I corrected using Groups(FDR) thresholding and got those survived networks.

Could I regard that all the networks  are statistically significant with multiple comparison correction?

Actually, I did not find significant graph-components in Network Inspector panel (attached figure 2) but I think there are still significant networks as seen in the Results panel.

Really sorry for bothering you, I read the paper and manual several times but still I could not get it exactly.

Best regards,

Saske

 

Johann Kruschwitz

Thu, 03/05/2015 - 11:05

Hi Saske,

sorry for the confusion. I will try to clarify this in the following with some other remarks:

1. if you do significance based thresholding on the raw matrices (as you did with 0.05 and 0.01), I would generally advise to use non-parametric derived p-values (which you can obtain by computing the connectivity matrix based on your time courses and testing against random time series; this option is available when hitting the "create connectivity matrix" button in the "general settings panel"). You may run into problems with some reviewers when using the parametric p-values based on your original matrices. (If you have already done so - it´s alright!)

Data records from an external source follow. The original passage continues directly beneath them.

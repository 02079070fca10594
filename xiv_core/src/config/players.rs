//! Example player loadouts

use super::ConfigError;
use crate::stats::{Player, PlayerStats, StatTableProvider};
use crate::types::{Job, Stat, WeaponInfo};
use serde::{Deserialize, Serialize};
use std::collections::HashMap;
use std::path::Path;

#[derive(Debug, Clone, Serialize, Deserialize)]
struct PlayerEntry {
    job: Job,
    level: u32,
    /// Key into the `weapons` table
    weapon: String,
    /// Stats that differ from the level baseline, by short name
    #[serde(default)]
    stats: HashMap<String, i64>,
}

#[derive(Debug, Clone, Serialize, Deserialize)]
struct PlayersConfig {
    #[serde(default)]
    weapons: HashMap<String, WeaponInfo>,
    #[serde(default)]
    players: HashMap<String, PlayerEntry>,
}

/// Named example players, resolved against a level table
#[derive(Debug, Clone, Default)]
pub struct ExamplePlayers {
    players: HashMap<String, Player>,
}

impl ExamplePlayers {
    pub fn get(&self, name: &str) -> Option<&Player> {
        self.players.get(name)
    }

    /// Preset names, sorted
    pub fn names(&self) -> Vec<&str> {
        let mut names: Vec<&str> = self.players.keys().map(String::as_str).collect();
        names.sort_unstable();
        names
    }
}

/// Load example players from a TOML file
pub fn load_example_players(
    path: &Path,
    tables: &(impl StatTableProvider + ?Sized),
) -> Result<ExamplePlayers, ConfigError> {
    let config: PlayersConfig = super::load_toml(path)?;
    resolve(config, tables)
}

/// Load example players from a TOML string
pub fn parse_example_players(
    content: &str,
    tables: &(impl StatTableProvider + ?Sized),
) -> Result<ExamplePlayers, ConfigError> {
    let config: PlayersConfig = super::parse_toml(content)?;
    resolve(config, tables)
}

/// Example players bundled with the crate
pub fn default_example_players(
    tables: &(impl StatTableProvider + ?Sized),
) -> Result<ExamplePlayers, ConfigError> {
    parse_example_players(include_str!("../../config/players.toml"), tables)
}

fn resolve(
    config: PlayersConfig,
    tables: &(impl StatTableProvider + ?Sized),
) -> Result<ExamplePlayers, ConfigError> {
    let mut players = HashMap::new();
    for (name, entry) in config.players {
        let weapon = config.weapons.get(&entry.weapon).copied().ok_or_else(|| {
            ConfigError::ValidationError(format!(
                "player {} uses unknown weapon {}",
                name, entry.weapon
            ))
        })?;

        let mut stats = PlayerStats::base_for_level(tables, entry.level)?;
        for (name, value) in entry.stats {
            let stat: Stat = name.parse()?;
            stats.set(stat, value);
        }
        players.insert(name, Player::new(entry.job, stats, weapon));
    }
    log::debug!("Loaded {} example players", players.len());
    Ok(ExamplePlayers { players })
}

2. If you perform non-parametric permutation testing with your groups (two sample t-test) on the raw matrix, GraphVar will do two things:
      -> 1. it will compute the t-test in a parametric fashion on each link (and derive a parametric p-value)
     -> 2. it will compute the t-test in a non-parametric fashion on each link (using the group difference of the original and the permuted groups) and derives non-parametric p-values for each link
     -> REMARK: if you only have 19 subject I would suggest more permutations e.g. 1000

3. These p-values can now be used for different purposes:
      -> if you have an a-priori assumption of a group difference on a specific link or a specific set of links you can use the non-paramtric derived p-values to show that this difference is significant as compared to the permutation distribution of difference under the null hypothesis
     -> you can subsequently correct these results by using e.g. Bonferroni or FDR correction (that is what you have done)
     -> you can also do this with the parametric p-values (if you think that bootstrapping is not necessary)

4. However, this approach is not the same as performing network-based statistics:
     -> in NBS you are looking for whether a Graph-Component with a certain size as a result of the respective analysis (for you two sample t-test) is non-random (it is compared against the amount and size of Graph-Components in “random” data). The size of a graph component is determined by connected significant links (this is the initial link threshold). The significance of a link is detemined by its parametric p-value (basically the p-value that you see in the results viewer if you do "Correction: None"). If you hide the non significant edges at an alpha (i.e., initial link threshold) of 0.05 you would see which edges (i.e., significant links) may contribute to your graph component (with this initial link threshold). You can play around to explore. Although, this is based on the parametric p-values, you could theoretically determine the initial link threshold for the graph component by using your approach (using a non-parametric FDR corrected p-value).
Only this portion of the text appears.